*** Block opens ***

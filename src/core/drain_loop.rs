//! Per-principal drain loop state machine.
//!
//! ```text
//!   Fetching ──empty──▶ Done
//!      │  ▲
//!  task│  └──────── Pacing (sleep until processing start + pace interval)
//!      ▼               ▲
//!   Processing ────────┘   (a failed task is logged and skipped)
//! ```
//!
//! The lease is refreshed before every dequeue and periodically while a task
//! runs. Store failures while fetching, and losing the drain lease, end the loop
//! as `Aborted`. Releasing the lease is the caller's job on every exit path.

use std::panic::AssertUnwindSafe;
use std::sync::atomic::Ordering;
use std::sync::Arc;
use std::time::Duration;

use futures::FutureExt;
use tokio::time::{Instant, MissedTickBehavior};

use super::drain::{DrainCounters, DrainLease};
use super::{AtomicStore, Principal, QueueError, Task, TaskProcessor, TaskStore};

/// Current phase of a drain loop.
#[derive(Debug)]
pub enum DrainPhase {
    /// Refresh the lease and dequeue the next task.
    Fetching,
    /// Run the processor on a dequeued task.
    Processing(Task),
    /// Wait out the rest of the pacing interval.
    Pacing {
        /// When the preceding Processing step began.
        started: Instant,
    },
    /// Queue observed empty.
    Done,
    /// Unrecoverable error; remaining tasks stay queued.
    Aborted(QueueError),
}

/// Terminal result of one drain loop.
#[derive(Debug)]
pub enum DrainOutcome {
    /// Queue was drained to empty.
    Done {
        /// Tasks processed successfully.
        completed: u64,
        /// Tasks whose processing failed and were skipped.
        failed: u64,
    },
    /// Loop stopped early.
    Aborted {
        /// Tasks processed successfully before the abort.
        completed: u64,
        /// Tasks whose processing failed before the abort.
        failed: u64,
        /// Cause of the abort.
        error: QueueError,
    },
}

/// Drains one principal's queue, one task at a time, at most one task per
/// pace interval.
pub struct DrainLoop {
    principal: Principal,
    tasks: TaskStore,
    processor: Arc<dyn TaskProcessor>,
    store: Arc<dyn AtomicStore>,
    lease: DrainLease,
    pace_interval: Duration,
    lease_ttl: Duration,
    counters: Arc<DrainCounters>,
    completed: u64,
    failed: u64,
}

impl DrainLoop {
    #[allow(clippy::too_many_arguments)]
    pub(crate) fn new(
        principal: Principal,
        tasks: TaskStore,
        processor: Arc<dyn TaskProcessor>,
        store: Arc<dyn AtomicStore>,
        lease: DrainLease,
        pace_interval: Duration,
        lease_ttl: Duration,
        counters: Arc<DrainCounters>,
    ) -> Self {
        Self {
            principal,
            tasks,
            processor,
            store,
            lease,
            pace_interval,
            lease_ttl,
            counters,
            completed: 0,
            failed: 0,
        }
    }

    /// Run until the queue is empty or an unrecoverable error occurs.
    pub async fn run(mut self) -> DrainOutcome {
        let mut phase = DrainPhase::Fetching;
        loop {
            phase = match phase {
                DrainPhase::Done => {
                    return DrainOutcome::Done {
                        completed: self.completed,
                        failed: self.failed,
                    }
                }
                DrainPhase::Aborted(error) => {
                    return DrainOutcome::Aborted {
                        completed: self.completed,
                        failed: self.failed,
                        error,
                    }
                }
                active => self.step(active).await,
            };
        }
    }

    async fn step(&mut self, phase: DrainPhase) -> DrainPhase {
        match phase {
            DrainPhase::Fetching => self.fetch().await,
            DrainPhase::Processing(task) => self.process(task).await,
            DrainPhase::Pacing { started } => {
                tokio::time::sleep_until(started + self.pace_interval).await;
                DrainPhase::Fetching
            }
            terminal @ (DrainPhase::Done | DrainPhase::Aborted(_)) => terminal,
        }
    }

    async fn fetch(&mut self) -> DrainPhase {
        match self.refresh_lease().await {
            Ok(true) => {}
            Ok(false) => {
                return DrainPhase::Aborted(QueueError::DrainLeaseLost(
                    self.principal.to_string(),
                ))
            }
            Err(e) => return DrainPhase::Aborted(e),
        }

        match self.tasks.dequeue(&self.principal).await {
            Ok(Some(task)) => DrainPhase::Processing(task),
            Ok(None) => DrainPhase::Done,
            Err(e) => DrainPhase::Aborted(e),
        }
    }

    /// Push the lease expiry out while this loop still owns it.
    async fn refresh_lease(&self) -> Result<bool, QueueError> {
        self.store
            .expire_if_equals(&self.lease.key, &self.lease.token, self.lease_ttl)
            .await
    }

    /// Interval at which a running task keeps the lease alive.
    fn heartbeat_period(&self) -> Duration {
        (self.lease_ttl / 3).max(Duration::from_millis(1))
    }

    async fn process(&mut self, task: Task) -> DrainPhase {
        let started = Instant::now();
        let result = {
            let work = AssertUnwindSafe(self.processor.process(&self.principal, task)).catch_unwind();
            tokio::pin!(work);
            let period = self.heartbeat_period();
            let mut heartbeat = tokio::time::interval_at(started + period, period);
            heartbeat.set_missed_tick_behavior(MissedTickBehavior::Delay);

            // A task may outlive the lease TTL; keep the lease ours until it ends.
            loop {
                tokio::select! {
                    result = &mut work => break result,
                    _ = heartbeat.tick() => match self.refresh_lease().await {
                        Ok(true) => {}
                        Ok(false) => tracing::warn!(
                            principal = %self.principal,
                            "drain lease lost while a task was running"
                        ),
                        Err(e) => tracing::warn!(
                            principal = %self.principal,
                            error = %e,
                            "failed to refresh drain lease during task"
                        ),
                    },
                }
            }
        };

        let failure = match result {
            Ok(Ok(())) => None,
            Ok(Err(e)) => Some(QueueError::TaskProcessing(format!("{e:#}"))),
            Err(_) => Some(QueueError::TaskProcessing("processor panicked".into())),
        };

        if let Some(err) = failure {
            self.failed += 1;
            self.counters.tasks_failed.fetch_add(1, Ordering::Relaxed);
            tracing::warn!(principal = %self.principal, error = %err, "task failed, continuing drain");
        } else {
            self.completed += 1;
            self.counters.tasks_completed.fetch_add(1, Ordering::Relaxed);
        }

        DrainPhase::Pacing { started }
    }
}

#[cfg(test)]
mod tests {
    use super::*;
    use crate::core::{AppResult, KeySpace};
    use crate::infra::store::InMemoryStore;
    use async_trait::async_trait;

    struct Noop;

    #[async_trait]
    impl TaskProcessor for Noop {
        async fn process(&self, _principal: &Principal, _task: Task) -> AppResult<()> {
            Ok(())
        }
    }

    async fn make_loop(store: Arc<InMemoryStore>, token: &str) -> DrainLoop {
        let principal = Principal::new("u1").unwrap();
        let keys = KeySpace::default();
        let lease = DrainLease {
            key: keys.drain(&principal),
            token: token.into(),
        };
        store
            .set_if_absent(&lease.key, "owner", Some(Duration::from_secs(30)))
            .await
            .unwrap();
        DrainLoop::new(
            principal,
            TaskStore::new(store.clone(), keys),
            Arc::new(Noop),
            store,
            lease,
            Duration::from_millis(1000),
            Duration::from_secs(30),
            Arc::new(DrainCounters::default()),
        )
    }

    #[tokio::test(start_paused = true)]
    async fn test_empty_queue_is_done() {
        let store = Arc::new(InMemoryStore::new());
        let outcome = make_loop(store, "owner").await.run().await;
        assert!(matches!(outcome, DrainOutcome::Done { completed: 0, failed: 0 }));
    }

    #[tokio::test(start_paused = true)]
    async fn test_foreign_lease_aborts() {
        let store = Arc::new(InMemoryStore::new());
        store.list_push("queue:u1", "{}".into()).await.unwrap();
        let outcome = make_loop(store.clone(), "someone-else").await.run().await;
        assert!(matches!(
            outcome,
            DrainOutcome::Aborted { error: QueueError::DrainLeaseLost(_), .. }
        ));
        // task is left for the actual owner
        assert_eq!(store.list_len("queue:u1").await.unwrap(), 1);
    }

    #[tokio::test(start_paused = true)]
    async fn test_malformed_entry_aborts() {
        let store = Arc::new(InMemoryStore::new());
        store.list_push("queue:u1", "not json".into()).await.unwrap();
        let outcome = make_loop(store, "owner").await.run().await;
        assert!(matches!(
            outcome,
            DrainOutcome::Aborted { error: QueueError::Store(_), .. }
        ));
    }
}
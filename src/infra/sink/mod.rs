//! Completion sink backends.

pub mod file;
pub mod memory;

pub use file::FileSink;
pub use memory::InMemorySink;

*** Block closes ***

Exercise description: Check each line of the records for "filename" and copy the ones that contain it.

Answer to this exercise:
filename src/core/drain_loop.rs
filename src/infra/sink/mod.rs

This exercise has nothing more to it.